§ EXERCISE DETAILS
A complete answer lists every line of the entries below where the string "crate" appears.

-------------------------

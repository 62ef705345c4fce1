use serde::{Deserialize, Serialize};

/// JSON shape of a successful upstream reply that carries an audio
/// reference instead of audio bytes.
#[derive(Serialize, Deserialize, Debug, Default)]
pub struct SynthesizeResponse {
    pub output: Option<SynthesisOutput>,
    pub request_id: Option<String>,
}

#[derive(Serialize, Deserialize, Debug, Default)]
pub struct SynthesisOutput {
    pub audio: Option<SynthesisAudio>,
    /// Legacy field kept by the upstream API; only consulted when
    /// `audio.url` is absent.
    pub audio_url: Option<String>,
}

#[derive(Serialize, Deserialize, Debug, Default)]
pub struct SynthesisAudio {
    pub url: Option<String>,
}

impl SynthesizeResponse {
    /// Resolve the audio reference: `output.audio.url` first, then the
    /// legacy `output.audio_url`.
    pub fn audio_reference(&self) -> Option<&str> {
        let output = self.output.as_ref()?;
        if let Some(url) = output.audio.as_ref().and_then(|audio| audio.url.as_deref()) {
            return Some(url);
        }
        output.audio_url.as_deref()
    }
}

#[cfg(test)]
mod tests {
    use super::*;

    #[test]
    fn test_audio_reference_primary_field() {
        let response: SynthesizeResponse =
            serde_json::from_str(r#"{"output":{"audio":{"url":"https://cdn/x.wav"}}}"#).unwrap();
        assert_eq!(response.audio_reference(), Some("https://cdn/x.wav"));
    }

    #[test]
    fn test_audio_reference_legacy_field() {
        let response: SynthesizeResponse =
            serde_json::from_str(r#"{"output":{"audio_url":"https://cdn/y.wav"}}"#).unwrap();
        assert_eq!(response.audio_reference(), Some("https://cdn/y.wav"));
    }

    #[test]
    fn test_audio_reference_prefers_primary_over_legacy() {
        let response: SynthesizeResponse = serde_json::from_str(
            r#"{"output":{"audio":{"url":"https://cdn/a.wav"},"audio_url":"https://cdn/b.wav"}}"#,
        )
        .unwrap();
        assert_eq!(response.audio_reference(), Some("https://cdn/a.wav"));
    }

    #[test]
    fn test_audio_reference_missing() {
        let response: SynthesizeResponse =
            serde_json::from_str(r#"{"output":{"finish_reason":"stop"}}"#).unwrap();
        assert_eq!(response.audio_reference(), None);

        let response: SynthesizeResponse = serde_json::from_str(r#"{}"#).unwrap();
        assert_eq!(response.audio_reference(), None);
    }
}
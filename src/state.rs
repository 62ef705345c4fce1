use crate::config::Config;
use crate::errors::Result;
use crate::tts::qwen_tts::qwen_tts::QwenTTS;

/// Application state shared across HTTP handlers
#[derive(Clone)]
pub struct AppState {
    /// Upstream TTS client
    pub tts: QwenTTS,
    /// Server-side fallback key for callers that omit `x-api-key`
    pub fallback_api_key: Option<String>,
}

impl AppState {
    pub fn new(config: &Config) -> Result<Self> {
        Ok(Self {
            tts: QwenTTS::new(config.upstream_url.clone())?,
            fallback_api_key: config.api_key.clone(),
        })
    }
}
//! WebSocket upgrade handler (stub -- full implementation in a later task group).

use axum::extract::ws::WebSocketUpgrade;
use axum::extract::State;
use axum::response::IntoResponse;

use super::AppState;

/// Upgrades an HTTP connection to a WebSocket connection.
///
/// Stub implementation: accepts the upgrade but does not process messages.
/// Full implementation adds inbound/outbound message loops with coalescing.
pub async fn ws_upgrade_handler(
    State(_state): State<AppState>,
    ws: WebSocketUpgrade,
) -> impl IntoResponse {
    ws.on_upgrade(|_socket| async {})
}
use async_trait::async_trait;

use crate::types::Value;

/// Context provided to a Processor vertex on initialization.
#[derive(Debug)]
pub struct ProcessorContext {
    /// Zero-based index of this vertex within the DAG stage.
    pub vertex_index: usize,
    /// Total number of parallel vertices in this stage.
    pub total_parallelism: usize,
}

/// Inbound message queue for a Processor vertex.
/// Placeholder: will carry typed messages with backpressure semantics when DAG executor is built.
#[derive(Debug)]
pub struct Inbox {
    /// Index of the inbound edge this inbox receives from.
    pub ordinal: usize,
}

/// Vertex in a DAG execution graph (Hazelcast-style distributed query processing).
/// Each vertex receives items from an Inbox, processes them, and signals completion.
#[async_trait]
pub trait Processor: Send {
    /// One-time initialization with execution context.
    async fn init(&mut self, ctx: ProcessorContext) -> anyhow::Result<()>;

    /// Process a batch from the inbox. Returns true when this ordinal is fully processed.
    async fn process(&mut self, ordinal: usize, inbox: &mut Inbox) -> anyhow::Result<bool>;

    /// Called after all ordinals are processed. Returns true if complete.
    async fn complete(&mut self) -> anyhow::Result<bool>;

    /// Whether this processor yields cooperatively (affects scheduling).
    fn is_cooperative(&self) -> bool;

    /// Release resources.
    async fn close(&mut self) -> anyhow::Result<()>;
}

/// Write-path notification for live query updates.
/// Implementations observe all writes and notify active query subscriptions.
pub trait QueryNotifier: Send + Sync {
    /// Called on every write. `old_value` enables delta-based optimizations.
    fn notify_change(
        &self,
        map_name: &str,
        key: &str,
        old_value: Option<&Value>,
        new_value: &Value,
    );
}
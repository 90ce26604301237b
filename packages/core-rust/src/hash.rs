//! FNV-1a hash utilities for MerkleTree bucket routing.
//!
//! Provides a 32-bit FNV-1a hash that iterates over UTF-16 code units to match
//! the TypeScript `String.charCodeAt()` behavior, ensuring identical hashes
//! across Rust and TypeScript for cross-language MerkleTree synchronization.

const FNV_OFFSET_BASIS: u32 = 0x811c_9dc5;
const FNV_PRIME: u32 = 0x0100_0193;

/// Computes the 32-bit FNV-1a hash of a string, iterating over UTF-16 code
/// units rather than UTF-8 bytes.
///
/// For ASCII-only strings this is identical to byte-wise FNV-1a, since each
/// UTF-16 code unit and UTF-8 byte coincide. Non-ASCII input diverges, which
/// is the point: this must match the TS client's `charCodeAt()`-based hash.
///
/// # Examples
///
/// ```
/// use topgun_core::hash::fnv1a_hash;
///
/// assert_eq!(fnv1a_hash(""), 2_166_136_261);
/// assert_eq!(fnv1a_hash("hello"), 1_335_831_723);
/// ```
#[must_use]
pub fn fnv1a_hash(s: &str) -> u32 {
    let mut hash = FNV_OFFSET_BASIS;
    for unit in s.encode_utf16() {
        hash ^= u32::from(unit);
        hash = hash.wrapping_mul(FNV_PRIME);
    }
    hash
}

/// Combines a sequence of hashes into one, used to fold child bucket hashes
/// up into a parent's hash in the `MerkleTree`.
///
/// Returns `0` for an empty slice, matching an empty bucket's root hash.
/// Order-sensitive: callers must present hashes in a canonical order (e.g.
/// sorted by key or by bucket digit) for the result to be deterministic
/// across replicas.
#[must_use]
pub fn combine_hashes(hashes: &[u32]) -> u32 {
    if hashes.is_empty() {
        return 0;
    }
    let mut acc = FNV_OFFSET_BASIS;
    for &h in hashes {
        acc ^= h;
        acc = acc.wrapping_mul(FNV_PRIME);
    }
    acc
}
/// Configuration for storage behavior, applied per-RecordStore.
///
/// Controls default TTL, max-idle, and eviction thresholds. Imported from
/// [`factory`](crate::storage::factory) when wiring via `RecordStoreFactory`,
/// or constructed directly for tests.
#[derive(Debug, Clone, Default)]
pub struct StorageConfig {
    /// Default TTL in milliseconds for new records. 0 = no TTL.
    pub default_ttl_millis: u64,
    /// Default max idle time in milliseconds. 0 = no max idle.
    pub default_max_idle_millis: u64,
    /// Maximum number of entries before eviction triggers. 0 = unlimited.
    pub max_entry_count: u64,
}

/// Per-map-per-partition record store that orchestrates all three storage layers.
///
/// Coordinates:
/// - Layer 1 ([`StorageEngine`]): in-memory key-value storage
/// - Layer 3 ([`MapDataStore`]): external persistence backend
/// - [`CompositeMutationObserver`]: mutation notification fan-out
///
/// Provides metadata tracking, TTL/max-idle expiry checks, eviction support,
/// and write-through persistence based on caller provenance.
pub struct DefaultRecordStore {
    name: String,
    partition_id: u32,
    engine: Box<dyn StorageEngine>,
    data_store: Arc<dyn MapDataStore>,
    observer: Arc<CompositeMutationObserver>,
    config: StorageConfig,
    lock_table: Mutex<HashMap<String, LockEntry>>,
}

impl DefaultRecordStore {
    /// Creates a new `DefaultRecordStore` with the given dependencies.
    #[must_use]
    pub fn new(
        name: String,
        partition_id: u32,
        engine: Box<dyn StorageEngine>,
        data_store: Arc<dyn MapDataStore>,
        observer: Arc<CompositeMutationObserver>,
        config: StorageConfig,
    ) -> Self {
        Self {
            name,
            partition_id,
            engine,
            data_store,
            observer,
            config,
            lock_table: Mutex::new(HashMap::new()),
        }
    }

    /// Computes `expiration_time` from the expiry policy and config defaults.
    ///
    /// Returns 0 if no TTL applies (the record does not expire based on absolute time).
    fn compute_expiration_time(&self, expiry: &ExpiryPolicy, creation_time: i64) -> i64 {
        let ttl = if expiry.ttl_millis > 0 {
            expiry.ttl_millis
        } else {
            self.config.default_ttl_millis
        };

        if ttl > 0 {
            // TTL values are always reasonable millisecond durations, not near u64::MAX
            #[allow(clippy::cast_possible_wrap)]
            let ttl_signed = ttl as i64;
            creation_time + ttl_signed
        } else {
            0
        }
    }
}

#[async_trait]
impl RecordStore for DefaultRecordStore {
    fn name(&self) -> &str {
        &self.name
    }

    fn partition_id(&self) -> u32 {
        self.partition_id
    }

    // --- Core CRUD ---

    async fn get(&self, key: &str, touch: bool) -> anyhow::Result<Option<Record>> {
        // Step 1: Check engine
        if let Some(mut record) = self.engine.get(key) {
            if touch {
                let now = now_millis();
                record.metadata.on_access(now);
                self.engine.put(key, record.clone());
            }
            return Ok(Some(record));
        }

        // Step 2: Try loading from data store if non-null
        if !self.data_store.is_null() {
            if let Some(value) = self.data_store.load(&self.name, key).await? {
                let now = now_millis();
                let metadata = RecordMetadata::new(now, 0);
                let record = Record { value, metadata };
                self.engine.put(key, record.clone());
                self.observer.on_load(key, &record, false);
                return Ok(Some(record));
            }
        }

        // Step 3: Not found anywhere
        Ok(None)
    }

    fn exists_in_memory(&self, key: &str) -> bool {
        self.engine.contains_key(key)
    }

    async fn put(
        &self,
        key: &str,
        value: RecordValue,
        expiry: ExpiryPolicy,
        provenance: CallerProvenance,
    ) -> anyhow::Result<Option<RecordValue>> {
        let now = now_millis();

        // Step 1: Check if key already exists
        let old_record = self.engine.get(key);

        // Step 2: Create metadata
        let metadata = RecordMetadata::new(now, 0);

        // Step 3: Create record
        let record = Record {
            value,
            metadata,
        };

        // Step 4: Put into engine
        self.engine.put(key, record.clone());

        // Step 5: Fire observer notifications
        if let Some(ref old) = old_record {
            self.observer
                .on_update(key, &record, &old.value, &record.value, false);
        } else {
            self.observer.on_put(key, &record, None, false);
        }

        // Step 6: Write-through for Client or CrdtMerge provenance
        if matches!(provenance, CallerProvenance::Client | CallerProvenance::CrdtMerge) {
            let expiration_time = self.compute_expiration_time(&expiry, now);
            self.data_store
                .add(&self.name, key, &record.value, expiration_time, now)
                .await?;
        }

        // Step 7: Return old value
        Ok(old_record.map(|r| r.value))
    }

    async fn replace(
        &self,
        key: &str,
        value: RecordValue,
        expiry: ExpiryPolicy,
        provenance: CallerProvenance,
    ) -> anyhow::Result<Option<RecordValue>> {
        if self.engine.get(key).is_none() {
            return Ok(None);
        }
        self.put(key, value, expiry, provenance).await
    }

    async fn peek(&self, key: &str, mode: PeekMode) -> anyhow::Result<Option<Record>> {
        if let Some(record) = self.engine.get(key) {
            return Ok(Some(record));
        }

        if mode == PeekMode::IncludeStore && !self.data_store.is_null() {
            if let Some(value) = self.data_store.load(&self.name, key).await? {
                let now = now_millis();
                return Ok(Some(Record { value, metadata: RecordMetadata::new(now, 0) }));
            }
        }

        Ok(None)
    }

    fn lock(&self, key: &str, owner: &str, lease_millis: u64) -> bool {
        let now = now_millis();
        let mut table = self.lock_table.lock();

        if let Some(existing) = table.get(key) {
            if existing.owner != owner && existing.expires_at_millis > now {
                return false;
            }
        }

        #[allow(clippy::cast_possible_wrap)]
        let expires_at_millis = now + lease_millis as i64;
        table.insert(
            key.to_string(),
            LockEntry { owner: owner.to_string(), expires_at_millis },
        );
        true
    }

    fn unlock(&self, key: &str, owner: &str) -> bool {
        let mut table = self.lock_table.lock();
        match table.get(key) {
            Some(entry) if entry.owner == owner => {
                table.remove(key);
                true
            }
            _ => false,
        }
    }

    async fn remove(
        &self,
        key: &str,
        provenance: CallerProvenance,
    ) -> anyhow::Result<Option<RecordValue>> {
        // Step 1: Remove from engine
        let old_record = self.engine.remove(key);

        // Step 2: Fire observer if removed
        if let Some(ref record) = old_record {
            self.observer.on_remove(key, record, false);
        }

        // Step 3: Remove from data store
        let now = now_millis();
        let _ = provenance; // provenance available for future use
        self.data_store.remove(&self.name, key, now).await?;

        // Step 4: Return old value
        Ok(old_record.map(|r| r.value))
    }

    async fn put_backup(
        &self,
        key: &str,
        record: Record,
        provenance: CallerProvenance,
    ) -> anyhow::Result<()> {
        // Step 1: Put into engine
        let old = self.engine.put(key, record.clone());

        // Step 2: Fire observer
        self.observer
            .on_put(key, &record, old.as_ref().map(|r| &r.value), true);

        // Step 3: Write-through for Client or CrdtMerge provenance
        if matches!(provenance, CallerProvenance::Client | CallerProvenance::CrdtMerge) {
            let now = now_millis();
            self.data_store
                .add_backup(&self.name, key, &record.value, 0, now)
                .await?;
        }

        Ok(())
    }

    async fn remove_backup(
        &self,
        key: &str,
        provenance: CallerProvenance,
    ) -> anyhow::Result<()> {
        // Step 1: Remove from engine
        let old = self.engine.remove(key);

        // Step 2: Fire observer if removed
        if let Some(ref record) = old {
            self.observer.on_remove(key, record, true);
        }

        // Step 3: Remove from data store backup
        let now = now_millis();
        let _ = provenance;
        self.data_store.remove_backup(&self.name, key, now).await?;

        Ok(())
    }

    // --- Batch ---

    async fn get_all(&self, keys: &[String]) -> anyhow::Result<Vec<(String, Record)>> {
        let mut results = Vec::with_capacity(keys.len());
        for key in keys {
            if let Some(record) = self.get(key, false).await? {
                results.push((key.clone(), record));
            }
        }
        Ok(results)
    }

    // --- Iteration ---

    fn fetch_keys(&self, cursor: &IterationCursor, size: usize) -> FetchResult<String> {
        self.engine.fetch_keys(cursor, size)
    }

    fn fetch_entries(
        &self,
        cursor: &IterationCursor,
        size: usize,
    ) -> FetchResult<(String, Record)> {
        self.engine.fetch_entries(cursor, size)
    }

    fn for_each_boxed(&self, consumer: &mut dyn FnMut(&str, &Record), is_backup: bool) {
        let now = now_millis();
        let _ = is_backup;
        for (key, record) in self.engine.snapshot_iter() {
            // Skip expired entries
            if self.check_expired(&record, now) == ExpiryReason::NotExpired {
                consumer(&key, &record);
            }
        }
    }

    // --- Size and cost ---

    fn size(&self) -> usize {
        self.engine.len()
    }

    fn is_empty(&self) -> bool {
        self.engine.is_empty()
    }

    fn owned_entry_cost(&self) -> u64 {
        self.engine.estimated_cost()
    }

    // --- Expiry ---

    fn has_expired(&self, key: &str, now: i64, _is_backup: bool) -> ExpiryReason {
        let Some(record) = self.engine.get(key) else {
            return ExpiryReason::NotExpired;
        };

        self.check_expired(&record, now)
    }

    fn evict_expired(&self, percentage: u32, now: i64, _is_backup: bool) {
        let snapshot = self.engine.snapshot_iter();
        let total = snapshot.len();
        if total == 0 {
            return;
        }

        // Calculate how many expired entries to remove (percentage of total)
        let max_removals = ((total as u64 * u64::from(percentage)) / 100) as usize;
        if max_removals == 0 {
            return;
        }

        let mut removed = 0_usize;
        for (key, record) in &snapshot {
            if removed >= max_removals {
                break;
            }
            if self.check_expired(record, now) != ExpiryReason::NotExpired {
                if let Some(removed_record) = self.engine.remove(key) {
                    self.observer.on_evict(key, &removed_record, false);
                    removed += 1;
                }
            }
        }
    }

    fn is_expirable(&self) -> bool {
        self.config.default_ttl_millis > 0 || self.config.default_max_idle_millis > 0
    }

    // --- Eviction ---

    fn evict(&self, key: &str, is_backup: bool) -> Option<RecordValue> {
        // Step 1: Remove from engine
        let old_record = self.engine.remove(key);

        // Step 2: Fire observer if removed
        if let Some(ref record) = old_record {
            self.observer.on_evict(key, record, is_backup);

            // Step 3: Log warning if dirty and data store is non-null
            if record.metadata.is_dirty() && !self.data_store.is_null() {
                tracing::warn!(
                    map = %self.name,
                    key = %key,
                    "Dirty record evicted without being flushed; \
                     will be handled by next flush cycle or shutdown"
                );
            }
        }

        // Step 4: Return old value
        old_record.map(|r| r.value)
    }

    fn evict_all(&self, is_backup: bool) -> u32 {
        let snapshot = self.engine.snapshot_iter();
        let mut count = 0_u32;
        for (key, _) in &snapshot {
            if self.evict(key, is_backup).is_some() {
                count = count.saturating_add(1);
            }
        }
        count
    }

    fn should_evict(&self) -> bool {
        self.config.max_entry_count > 0 && self.engine.len() as u64 >= self.config.max_entry_count
    }

    // --- Lifecycle ---

    fn init(&mut self) {
        // No-op for Phase 3
    }

    fn clear(&self, _is_backup: bool) -> u32 {
        self.observer.on_clear();
        let previous_size = self.engine.len();
        self.engine.clear();
        // Storage sizes are always small enough for u32 in practice
        #[allow(clippy::cast_possible_truncation)]
        let size = previous_size as u32;
        size
    }

    fn reset(&self) {
        self.observer.on_reset();
        self.engine.clear();
    }

    fn destroy(&self) {
        self.observer.on_destroy(false);
        self.engine.destroy();
    }

    // --- MapDataStore integration ---

    async fn soft_flush(&self) -> anyhow::Result<u64> {
        self.data_store.soft_flush().await
    }

    fn storage(&self) -> &dyn StorageEngine {
        &*self.engine
    }

    fn map_data_store(&self) -> &dyn MapDataStore {
        &*self.data_store
    }
}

-------------------------

§ SOLUTION FOR THIS PROBLEM
use crate::config::Config;
use crate::errors::Result;
use crate::tts::qwen_tts::qwen_tts::QwenTTS;
use crate::types::Value;
/// [`factory`](crate::storage::factory) when wiring via `RecordStoreFactory`,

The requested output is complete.